SUPERIOR MOISTURE RESISTANCE
PAHT demonstrates significantly better moisture handling with a saturated moisture absorption rate approximately one-fifth of PA6 and other Nylons. Proper drying and storage procedures remain essential for optimal printing results, but PAHT's enhanced moisture resistance provides more stable printing performance compared to standard nylons.
Key Material Properties
Density: 1.2 g/cm³
Tensile Strength (X-Y): 70 MPa (dry), 60 MPa (saturated)
Flexural Strength (X-Y): 114 MPa (dry), 87 MPa (saturated)
Impact Strength (X-Y): 10 KJ/m² (dry), 14.5 KJ/m² (saturated)
Water Absorption: 2.50%
Choose Fibreheart PAHT for your most challenging designs
- Automotive and aerospace components
- Industrial tooling and fixtures
- High-performance gears and bearings
- Chemical-resistant parts
- Functional prototypes requiring strength and precision
How to print Siraya Tech Fibreheart PAHT
Optimal Printing Parameters
Nozzle Temperature: 260-280°C
Bed Temperature: 70-80°C
Recommended Nozzle Size: 0.4-1.0mm
Print Speed: 30-120 mm/s
Cooling Fan Speed: 20%-60%
Retraction Distance: 1-3 mm
Retraction Speed:1800-3600 mm/min
Build Surface: PEI sheet and apply glue stick coating
For best results, use with 3D printers capable of reaching high nozzle temperatures. We recommend using hardened steel nozzles and a heating block thickness of at least 12mm for optimal print quality.
View User Guide herePrinting Considerations
- Ensure proper bed adhesion using a PEI sheet or PVP glue coating to prevent warping.
- Use an enclosure to maintain consistent temperature and reduce potential warping, especially for larger prints.

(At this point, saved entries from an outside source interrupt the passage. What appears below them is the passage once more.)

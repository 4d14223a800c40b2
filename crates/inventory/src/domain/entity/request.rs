//! Request Entity
//!
//! A user asking the department for units of an item group.

use chrono::{DateTime, Utc};
use kernel::role::RoleSet;
use serde::Serialize;

use crate::domain::archive::{ArchiveEntity, BlockingRef, EntityKind, ParentRef};

#[derive(Debug, Clone, Serialize, sqlx::FromRow)]
#[serde(rename_all = "camelCase")]
pub struct Request {
    pub request_id: i32,
    pub item_group_id: i32,
    pub requester_id: i32,
    pub quantity: i32,
    pub message: Option<String>,
    pub request_date: DateTime<Utc>,
}

/// Fields for creating or updating a request
#[derive(Debug, Clone)]
pub struct NewRequest {
    pub item_group_id: i32,
    pub requester_id: i32,
    pub quantity: i32,
    pub message: Option<String>,
    pub request_date: DateTime<Utc>,
}

impl ArchiveEntity for Request {
    const KIND: EntityKind = EntityKind::Request;
    const LIVE_TABLE: &'static str = "requests";
    const ARCHIVE_TABLE: &'static str = "archive_requests";
    const ID_COLUMN: &'static str = "request_id";
    const COLUMNS: &'static [&'static str] = &[
        "request_id",
        "item_group_id",
        "requester_id",
        "quantity",
        "message",
        "request_date",
    ];

    const BLOCKING_REFS: &'static [BlockingRef] = &[];
    const RESTORE_PARENTS: &'static [ParentRef] = &[
        ParentRef {
            fk_column: "item_group_id",
            parent_table: "item_groups",
            parent_id_column: "item_group_id",
        },
        ParentRef {
            fk_column: "requester_id",
            parent_table: "users",
            parent_id_column: "user_id",
        },
    ];

    const READ_ROLES: RoleSet = RoleSet::STAFF;
    const MUTATE_ROLES: RoleSet = RoleSet::STAFF;

    fn id(&self) -> i32 {
        self.request_id
    }
}
//! Data Transfer Objects
//!
//! Request/response types for the auth endpoints. Field names are
//! camelCase on the wire.

use serde::{Deserialize, Serialize};

use crate::domain::value_object::totp_secret::TotpProvisioning;
use kernel::principal::CurrentUser;

/// Login request body
#[derive(Debug, Deserialize)]
#[serde(rename_all = "camelCase")]
pub struct LoginRequest {
    pub user_name: String,
    pub password: String,
    /// Omitted on the first request; required once a second factor exists
    pub totp_code: Option<String>,
}

/// TOTP enrollment material returned when a user has no confirmed
/// second factor
#[derive(Debug, Serialize)]
#[serde(rename_all = "camelCase")]
pub struct TotpEnrollmentDto {
    /// QR code as base64-encoded PNG
    pub qr_code: String,
    /// Base32 secret for manual authenticator entry
    pub secret: String,
    pub otpauth_url: String,
}

impl From<TotpProvisioning> for TotpEnrollmentDto {
    fn from(p: TotpProvisioning) -> Self {
        Self {
            qr_code: p.qr_code_base64,
            secret: p.secret_base32,
            otpauth_url: p.otpauth_url,
        }
    }
}

/// Login response body
#[derive(Debug, Serialize)]
#[serde(rename_all = "camelCase")]
pub struct LoginResponse {
    /// Bearer token; null until both factors have passed
    #[serde(skip_serializing_if = "Option::is_none")]
    pub token: Option<String>,
    pub requires_two_factor: bool,
    #[serde(skip_serializing_if = "Option::is_none")]
    pub enrollment: Option<TotpEnrollmentDto>,
}

/// Authenticated identity response
#[derive(Debug, Serialize)]
#[serde(rename_all = "camelCase")]
pub struct MeResponse {
    pub user_id: i32,
    pub role: String,
}

impl From<CurrentUser> for MeResponse {
    fn from(user: CurrentUser) -> Self {
        Self {
            user_id: user.user_id,
            role: user.role.code().to_string(),
        }
    }
}
//! Archive Descriptors
//!
//! One generic engine moves rows between live and archive tables; the
//! per-entity differences (table names, columns, referential edges, who
//! may do what) are declared here as constants on the [`ArchiveEntity`]
//! trait. Adding an archivable entity means writing one descriptor impl,
//! not another engine.

use std::fmt;

use chrono::{DateTime, Utc};
use kernel::role::RoleSet;
use serde::Serialize;
use sqlx::Row;
use sqlx::postgres::PgRow;

use crate::error::{InventoryError, InventoryResult};

/// The six archivable entity kinds
#[derive(Debug, Clone, Copy, PartialEq, Eq)]
pub enum EntityKind {
    ItemType,
    ItemGroup,
    Item,
    User,
    Loan,
    Request,
}

impl EntityKind {
    /// PascalCase name used in routes and error messages
    pub const fn as_str(&self) -> &'static str {
        match self {
            EntityKind::ItemType => "ItemType",
            EntityKind::ItemGroup => "ItemGroup",
            EntityKind::Item => "Item",
            EntityKind::User => "User",
            EntityKind::Loan => "Loan",
            EntityKind::Request => "Request",
        }
    }
}

impl fmt::Display for EntityKind {
    fn fmt(&self, f: &mut fmt::Formatter<'_>) -> fmt::Result {
        f.write_str(self.as_str())
    }
}

/// Mandatory note recorded when a row is archived
///
/// Whitespace-only notes are rejected; the accepted note is stored
/// verbatim, untrimmed.
#[derive(Debug, Clone, PartialEq, Eq)]
pub struct ArchiveNote(String);

impl ArchiveNote {
    pub fn new(raw: String) -> InventoryResult<Self> {
        if raw.trim().is_empty() {
            return Err(InventoryError::EmptyArchiveNote);
        }
        Ok(Self(raw))
    }

    pub fn as_str(&self) -> &str {
        &self.0
    }
}

/// A live table whose rows may point at the entity being archived
///
/// Any matching row blocks the archival.
#[derive(Debug, Clone, Copy, PartialEq, Eq)]
pub struct BlockingRef {
    /// Referencing live table
    pub table: &'static str,
    /// FK column in that table
    pub column: &'static str,
}

/// An FK column on the entity whose referenced live row must exist
/// before the entity can be restored
///
/// A NULL value in the column satisfies the check; a set value must
/// resolve.
#[derive(Debug, Clone, Copy, PartialEq, Eq)]
pub struct ParentRef {
    /// FK column on the entity's own table
    pub fk_column: &'static str,
    /// Referenced live table
    pub parent_table: &'static str,
    /// Id column of the referenced table
    pub parent_id_column: &'static str,
}

/// Per-entity archive descriptor
///
/// `COLUMNS` is the full persisted column list, including columns the
/// API representation does not expose (the credential columns on users);
/// the engine copies every column between the live and archive tables so
/// nothing is lost across an archive/restore cycle.
pub trait ArchiveEntity:
    Serialize + for<'r> sqlx::FromRow<'r, PgRow> + Send + Sync + Unpin + 'static
{
    const KIND: EntityKind;
    const LIVE_TABLE: &'static str;
    const ARCHIVE_TABLE: &'static str;
    const ID_COLUMN: &'static str;
    const COLUMNS: &'static [&'static str];
    const BLOCKING_REFS: &'static [BlockingRef];
    const RESTORE_PARENTS: &'static [ParentRef];
    /// Roles allowed to read this kind
    const READ_ROLES: RoleSet;
    /// Roles allowed to create/update/archive/restore/purge this kind
    const MUTATE_ROLES: RoleSet;

    fn id(&self) -> i32;
}

/// An entity as it sits in its archive table
#[derive(Debug, Serialize)]
#[serde(rename_all = "camelCase")]
pub struct Archived<T> {
    #[serde(flatten)]
    pub entity: T,
    pub deleted_at: DateTime<Utc>,
    pub archive_note: String,
}

// Manual impl so any descriptor's row shape extends to its archived
// shape without a second FromRow derive per entity.
impl<'r, T> sqlx::FromRow<'r, PgRow> for Archived<T>
where
    T: sqlx::FromRow<'r, PgRow>,
{
    fn from_row(row: &'r PgRow) -> Result<Self, sqlx::Error> {
        Ok(Self {
            entity: T::from_row(row)?,
            deleted_at: row.try_get("deleted_at")?,
            archive_note: row.try_get("archive_note")?,
        })
    }
}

- Implement proper cooling strategies, adjusting fan speed based on part geometry and size.
- For complex geometries, consider using soluble support materials compatible with high-temperature printing.
- Post-processing may include annealing to further enhance mechanical properties and heat resistance.
- Always handle the printed parts with care, as they may have sharp edges or be hot immediately after printing.
- Annealing is not recommended given it can warp the print.